Getting less than 500mg of calcium a day puts you at greater risk of developing gum disease, and the scary thing is that most people don’t meet their daily recommendation. Take a look at the foods you’re eating and make sure you’re including at least 800mg of daily calcium to keep your teeth and oral health in great shape!
Non-dairy Calcium Sources
Most people can get their daily calcium from milk and other dairy products, but some don’t have that option. Luckily, there are many alternative sources of this crucial mineral, and we’ve made a list of them to help out our dairy-averse patients.
- Canned fish with the bones in. The bones of small, canned fish are an excellent source of calcium, and they’re soft enough to eat! It’s up to you whether you eat them straight from the can or mix them into a larger meal.
- Dark leafy greens. Starting at 180mg and reaching about 350mg, kale, spinach and collard greens are the three leafy greens with the highest calcium content.

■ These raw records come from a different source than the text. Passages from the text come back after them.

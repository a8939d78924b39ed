//! First-level and full-depth cursors over an [`Ast`].
//!
//! Cursors are plain positions (tree, traversal root, current node) and do
//! not borrow the tree; they are advanced through methods on [`Ast`]. `None`
//! as current node means "end".

use super::{Ast, StmtId};
use crate::error::{IirError, Result};
use crate::ids::TreeId;

/// Position among the direct children of a block statement.
#[derive(Debug, Clone, Copy, PartialEq, Eq, Hash)]
pub struct StmtCursor {
    tree: TreeId,
    root: StmtId,
    current: Option<StmtId>,
}

impl StmtCursor {
    pub(crate) fn new(tree: TreeId, root: StmtId, current: Option<StmtId>) -> Self {
        StmtCursor {
            tree,
            root,
            current,
        }
    }

    pub fn tree(&self) -> TreeId {
        self.tree
    }

    /// The block whose children this cursor visits.
    pub fn root(&self) -> StmtId {
        self.root
    }

    pub fn current(&self) -> Option<StmtId> {
        self.current
    }

    pub fn is_end(&self) -> bool {
        self.current.is_none()
    }

    /// Full-depth cursor designating the same node. From there, pre-order
    /// traversal walks this statement's subtree and then its later siblings.
    pub fn toggle(&self) -> FullAstCursor {
        FullAstCursor {
            tree: self.tree,
            root: self.root,
            current: self.current,
        }
    }

    pub(crate) fn set_current(&mut self, current: Option<StmtId>) {
        self.current = current;
    }
}

/// Position in a pre-order traversal of the subtree below `root`.
#[derive(Debug, Clone, Copy, PartialEq, Eq, Hash)]
pub struct FullAstCursor {
    tree: TreeId,
    root: StmtId,
    current: Option<StmtId>,
}

impl FullAstCursor {
    pub fn tree(&self) -> TreeId {
        self.tree
    }

    pub fn root(&self) -> StmtId {
        self.root
    }

    pub fn current(&self) -> Option<StmtId> {
        self.current
    }

    pub fn is_end(&self) -> bool {
        self.current.is_none()
    }

    pub fn is_visiting_root(&self) -> bool {
        self.current == Some(self.root)
    }
}

impl Ast {
    /// Cursor on the first child of block `root` (or end if it is empty).
    pub fn stmts_begin(&self, root: StmtId) -> StmtCursor {
        StmtCursor {
            tree: self.tree_id(),
            root,
            current: self.children(root).first().copied(),
        }
    }

    /// End cursor over the children of `root`.
    pub fn stmts_end(&self, root: StmtId) -> StmtCursor {
        StmtCursor {
            tree: self.tree_id(),
            root,
            current: None,
        }
    }

    /// Cursor designating `stmt` among its parent's children.
    pub fn cursor_at(&self, stmt: StmtId) -> Result<StmtCursor> {
        let root = self.parent(stmt).ok_or(IirError::NotTopLevel)?;
        Ok(StmtCursor {
            tree: self.tree_id(),
            root,
            current: Some(stmt),
        })
    }

    /// Moves a first-level cursor to the next sibling. End stays end.
    pub fn advance(&self, cursor: &mut StmtCursor) {
        if let Some(current) = cursor.current {
            cursor.current = self.next_sibling(cursor.root, current);
        }
    }

    /// Copy of `cursor` advanced by one statement.
    pub fn next_cursor(&self, cursor: &StmtCursor) -> StmtCursor {
        let mut next = *cursor;
        self.advance(&mut next);
        next
    }

    /// Pre-order cursor positioned on `root` itself.
    pub fn full_begin(&self, root: StmtId) -> FullAstCursor {
        FullAstCursor {
            tree: self.tree_id(),
            root,
            current: Some(root),
        }
    }

    pub fn full_end(&self, root: StmtId) -> FullAstCursor {
        FullAstCursor {
            tree: self.tree_id(),
            root,
            current: None,
        }
    }

    /// Moves a full-depth cursor to the next node in pre-order.
    pub fn advance_full(&self, cursor: &mut FullAstCursor) {
        if let Some(current) = cursor.current {
            cursor.current = self.preorder_next(cursor.root, current);
        }
    }

    /// First-level cursor designating the same node as `cursor`.
    ///
    /// Fails with [`IirError::NotTopLevel`] when the full-depth cursor is on
    /// the traversal root or inside a nested subtree.
    pub fn to_first_level(&self, cursor: &FullAstCursor) -> Result<StmtCursor> {
        match cursor.current {
            None => Ok(self.stmts_end(cursor.root)),
            Some(current) if self.parent(current) == Some(cursor.root) => Ok(StmtCursor {
                tree: cursor.tree,
                root: cursor.root,
                current: Some(current),
            }),
            Some(_) => Err(IirError::NotTopLevel),
        }
    }

    /// Statements visited from `cursor` (inclusive) to the first-level
    /// successor of `cursor` (exclusive), i.e. the designated statement and
    /// all its descendants in pre-order.
    pub fn full_range(&self, cursor: &StmtCursor) -> Vec<StmtId> {
        let mut it = cursor.toggle();
        let end = self.next_cursor(cursor).toggle();
        let mut out = Vec::new();
        while it != end {
            let Some(current) = it.current else {
                break;
            };
            out.push(current);
            self.advance_full(&mut it);
        }
        out
    }

    fn next_sibling(&self, parent: StmtId, stmt: StmtId) -> Option<StmtId> {
        let siblings = self.children(parent);
        let pos = siblings.iter().position(|s| *s == stmt)?;
        siblings.get(pos + 1).copied()
    }

    fn preorder_next(&self, root: StmtId, from: StmtId) -> Option<StmtId> {
        if let Some(first) = self.children(from).first() {
            return Some(*first);
        }
        let mut node = from;
        while node != root {
            let parent = self.parent(node)?;
            if let Some(next) = self.next_sibling(parent, node) {
                return Some(next);
            }
            node = parent;
        }
        None
    }
}
//! Test utilities and fixtures for stencil-iir
//!
//! Provides statement builders, a reference access computation driven by
//! the expressions of each statement, and a tracing initialiser.

pub mod access;
pub mod build;
pub mod logging;

pub use access::ExprAccessComputation;
pub use build::*;
pub use logging::init_tracing;
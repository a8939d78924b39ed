//! Reference access computation
//!
//! Derives the accesses of each statement from its expressions:
//!
//! - the target of an assignment is written (and also read for compound
//!   assignments such as `+=`)
//! - a variable declaration writes the declared variable
//! - every other field, variable or literal occurrence is read
//!
//! Compound statements (blocks, ifs, stencil-function calls) carry the union
//! of the accesses of their nested statements. Statements inside the body
//! of a stencil-function call get the call offset folded into their caller
//! accesses and keep the unshifted accesses as callee accesses.

use stencil_iir_core::{
    AccessComputation, AccessId, AccessMetadata, Accesses, Ast, DiagnosticHandler, Expr,
    Extents, SapMap, StmtId, StmtKind,
};
use stencil_iir_core::diagnostics::Diagnostic;
use tracing::trace;

#[derive(Debug, Clone, Copy, Default)]
pub struct ExprAccessComputation;

impl AccessComputation for ExprAccessComputation {
    fn compute_accesses(
        &self,
        _metadata: &AccessMetadata,
        ast: &Ast,
        stmts: &[StmtId],
        saps: &mut SapMap,
        diagnostics: &dyn DiagnosticHandler,
    ) {
        for stmt in stmts {
            visit(ast, *stmt, None, saps, diagnostics);
        }
    }
}

/// Fills the pair of `stmt` and its subtree; returns the accesses of the
/// subtree in the frame of the enclosing function (unshifted).
fn visit(
    ast: &Ast,
    stmt: StmtId,
    shift: Option<[i32; 3]>,
    saps: &mut SapMap,
    diagnostics: &dyn DiagnosticHandler,
) -> Accesses {
    let mut local = Accesses::new();
    let kind = ast.kind(stmt);

    if let StmtKind::VarDecl(decl) = kind {
        match decl.access_id {
            Some(id) => local.record_write(id, Extents::zero()),
            None => report_unmapped(diagnostics, &decl.name, stmt),
        }
    }
    for expr in kind.exprs() {
        record_expr(expr, &mut local, stmt, diagnostics);
    }

    match kind {
        StmtKind::StencilFunCall { offset, body, .. } => {
            let inner = compose(shift, *offset);
            let mut body_accesses = visit(ast, *body, Some(inner), saps, diagnostics);
            body_accesses = shifted(&body_accesses, *offset);
            local.merge(&body_accesses);
        }
        _ => {
            for child in ast.children(stmt) {
                let nested = visit(ast, child, shift, saps, diagnostics);
                local.merge(&nested);
            }
        }
    }

    if let Some(sap) = saps.get_mut(&stmt) {
        match shift {
            Some(offset) => {
                sap.set_caller_accesses(shifted(&local, offset));
                sap.set_callee_accesses(local.clone());
            }
            None => sap.set_caller_accesses(local.clone()),
        }
    }
    trace!(stmt = ?stmt, "computed accesses");
    local
}

fn record_expr(expr: &Expr, acc: &mut Accesses, stmt: StmtId, diagnostics: &dyn DiagnosticHandler) {
    match expr {
        Expr::Assign { op, target, value } => {
            if let Some((id, extents)) = target_access(target, stmt, diagnostics) {
                acc.record_write(id, extents);
                if op != "=" {
                    acc.record_read(id, extents);
                }
            }
            record_expr(value, acc, stmt, diagnostics);
        }
        Expr::Field { .. } | Expr::Var { .. } | Expr::Literal { .. } => {
            if let Some((id, extents)) = target_access(expr, stmt, diagnostics) {
                acc.record_read(id, extents);
            }
        }
        Expr::Unary { operand, .. } => record_expr(operand, acc, stmt, diagnostics),
        Expr::Binary { lhs, rhs, .. } => {
            record_expr(lhs, acc, stmt, diagnostics);
            record_expr(rhs, acc, stmt, diagnostics);
        }
        Expr::FunCall { args, .. } => {
            for arg in args {
                record_expr(arg, acc, stmt, diagnostics);
            }
        }
        Expr::Nop => {}
    }
}

/// Access ID and extents of a leaf expression.
fn target_access(
    expr: &Expr,
    stmt: StmtId,
    diagnostics: &dyn DiagnosticHandler,
) -> Option<(AccessId, Extents)> {
    let (name, offset, access_id) = match expr {
        Expr::Field {
            name,
            offset,
            access_id,
        } => (name, *offset, *access_id),
        Expr::Var { name, access_id } => (name, [0, 0, 0], *access_id),
        Expr::Literal { value, access_id } => (value, [0, 0, 0], *access_id),
        _ => return None,
    };
    match access_id {
        Some(id) => Some((id, Extents::from_offset(offset))),
        None => {
            report_unmapped(diagnostics, name, stmt);
            None
        }
    }
}

fn report_unmapped(diagnostics: &dyn DiagnosticHandler, name: &str, stmt: StmtId) {
    diagnostics.report(Diagnostic::error(format!("`{name}` has no access ID")).at(stmt));
}

fn compose(shift: Option<[i32; 3]>, offset: [i32; 3]) -> [i32; 3] {
    let base = shift.unwrap_or([0, 0, 0]);
    [base[0] + offset[0], base[1] + offset[1], base[2] + offset[2]]
}

fn shifted(accesses: &Accesses, offset: [i32; 3]) -> Accesses {
    let mut out = Accesses::new();
    for (id, extents) in accesses.read_accesses() {
        let mut extents = *extents;
        extents.shift(offset);
        out.record_read(*id, extents);
    }
    for (id, extents) in accesses.write_accesses() {
        let mut extents = *extents;
        extents.shift(offset);
        out.record_write(*id, extents);
    }
    out
}
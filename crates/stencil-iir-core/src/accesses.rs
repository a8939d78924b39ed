//! Per-statement read and write accesses.

use crate::extent::Extents;
use crate::ids::AccessId;
use indexmap::IndexMap;
use rustc_hash::{FxBuildHasher, FxHashMap};

/// Access map keyed by ID, iterated in first-recorded order.
pub type AccessMap = IndexMap<AccessId, Extents, FxBuildHasher>;

/// Read and write extents of a single statement.
///
/// Repeated accesses to the same ID within a statement fold into one entry
/// via [`Extents::merge`].
#[derive(Debug, Clone, Default, PartialEq, Eq)]
pub struct Accesses {
    reads: AccessMap,
    writes: AccessMap,
}

impl Accesses {
    pub fn new() -> Self {
        Self::default()
    }

    pub fn record_read(&mut self, id: AccessId, extents: Extents) {
        record(&mut self.reads, id, extents);
    }

    pub fn record_write(&mut self, id: AccessId, extents: Extents) {
        record(&mut self.writes, id, extents);
    }

    pub fn read_accesses(&self) -> &AccessMap {
        &self.reads
    }

    pub fn write_accesses(&self) -> &AccessMap {
        &self.writes
    }

    pub fn read_access(&self, id: AccessId) -> Option<&Extents> {
        self.reads.get(&id)
    }

    pub fn write_access(&self, id: AccessId) -> Option<&Extents> {
        self.writes.get(&id)
    }

    pub fn has_read_access(&self, id: AccessId) -> bool {
        self.reads.contains_key(&id)
    }

    pub fn has_write_access(&self, id: AccessId) -> bool {
        self.writes.contains_key(&id)
    }

    pub fn has_access(&self, id: AccessId) -> bool {
        self.has_read_access(id) || self.has_write_access(id)
    }

    /// Envelope of the read and write extents of `id`, if accessed at all.
    pub fn access_extents(&self, id: AccessId) -> Option<Extents> {
        match (self.reads.get(&id), self.writes.get(&id)) {
            (Some(r), Some(w)) => Some(r.merged(w)),
            (Some(e), None) | (None, Some(e)) => Some(*e),
            (None, None) => None,
        }
    }

    /// Folds all accesses of `other` into `self`.
    pub fn merge(&mut self, other: &Accesses) {
        for (id, extents) in &other.reads {
            self.record_read(*id, *extents);
        }
        for (id, extents) in &other.writes {
            self.record_write(*id, *extents);
        }
    }

    /// Re-keys every access whose ID appears in `mapping`, keeping order.
    pub fn rename(&mut self, mapping: &FxHashMap<AccessId, AccessId>) {
        self.reads = renamed(&self.reads, mapping);
        self.writes = renamed(&self.writes, mapping);
    }

    pub fn clear(&mut self) {
        self.reads.clear();
        self.writes.clear();
    }

    pub fn is_empty(&self) -> bool {
        self.reads.is_empty() && self.writes.is_empty()
    }
}

fn record(map: &mut AccessMap, id: AccessId, extents: Extents) {
    map.entry(id)
        .and_modify(|existing| existing.merge(&extents))
        .or_insert(extents);
}

fn renamed(map: &AccessMap, mapping: &FxHashMap<AccessId, AccessId>) -> AccessMap {
    let mut out = AccessMap::default();
    for (id, extents) in map {
        record(&mut out, mapping.get(id).copied().unwrap_or(*id), *extents);
    }
    out
}

#[cfg(test)]
mod tests {
    use super::*;

    #[test]
    fn test_repeated_reads_fold_into_envelope() {
        let mut acc = Accesses::new();
        let u = AccessId(1);
        acc.record_read(u, Extents::from_offset([1, 0, 0]));
        acc.record_read(u, Extents::from_offset([-1, 0, 0]));
        assert_eq!(acc.read_accesses().len(), 1);
        assert_eq!(
            acc.read_access(u),
            Some(&Extents::new((-1, 1), (0, 0), (0, 0)))
        );
    }

    #[test]
    fn test_reads_and_writes_are_separate() {
        let mut acc = Accesses::new();
        let u = AccessId(1);
        acc.record_write(u, Extents::zero());
        assert!(acc.has_write_access(u));
        assert!(!acc.has_read_access(u));
        acc.record_read(u, Extents::from_offset([0, 0, 1]));
        assert_eq!(
            acc.access_extents(u),
            Some(Extents::new((0, 0), (0, 0), (0, 1)))
        );
        assert_eq!(acc.access_extents(AccessId(2)), None);
    }

    #[test]
    fn test_merge() {
        let mut a = Accesses::new();
        a.record_read(AccessId(1), Extents::zero());
        let mut b = Accesses::new();
        b.record_read(AccessId(1), Extents::from_offset([0, 2, 0]));
        b.record_write(AccessId(2), Extents::zero());
        a.merge(&b);
        assert_eq!(
            a.read_access(AccessId(1)),
            Some(&Extents::new((0, 0), (0, 2), (0, 0)))
        );
        assert!(a.has_write_access(AccessId(2)));
    }

    #[test]
    fn test_rename_rekeys_mapped_ids_only() {
        let mut acc = Accesses::new();
        acc.record_read(AccessId(-3), Extents::zero());
        acc.record_read(AccessId(1), Extents::from_offset([0, 0, 1]));
        acc.record_write(AccessId(4), Extents::zero());

        let mapping = FxHashMap::from_iter([(AccessId(-3), AccessId(-9)), (AccessId(4), AccessId(7))]);
        acc.rename(&mapping);

        assert!(acc.has_read_access(AccessId(-9)));
        assert!(!acc.has_read_access(AccessId(-3)));
        assert_eq!(acc.read_access(AccessId(1)), Some(&Extents::from_offset([0, 0, 1])));
        assert!(acc.has_write_access(AccessId(7)));
        assert!(!acc.has_write_access(AccessId(4)));
    }
}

- Beans and black-eyed peas. Legumes such as beans and black-eyed peas contain an impressive amount of calcium, with 350mg to 515mg in just one cup!
- Fortified drinks. Fortified orange juice contains around 1500mg and soy milk has 340mg per cup.
- Tofu. Most tofu has added calcium, giving it about 860mg per half cup, but you’ll still get between 100-200mg per serving with no calcium added!
- Broccoli and broccoli rabe. Broccoli rabe (rob) has about 80mg of calcium per 2/3-cup serving and broccoli has about 100mg per 2cup serving.
- Edamame. With 98mg in just one cup of cooked edamame, it’s a good source of calcium as well as protein!
- Almonds. Out of all the nuts, almonds contain the highest level of calcium, with 8% of the recommended daily intake in a single ounce.
- Dried Figs. Figs have a sweet, dessert-like flavor, so eating the half cup it takes to get the calcium from them will feel like indulging in a treat!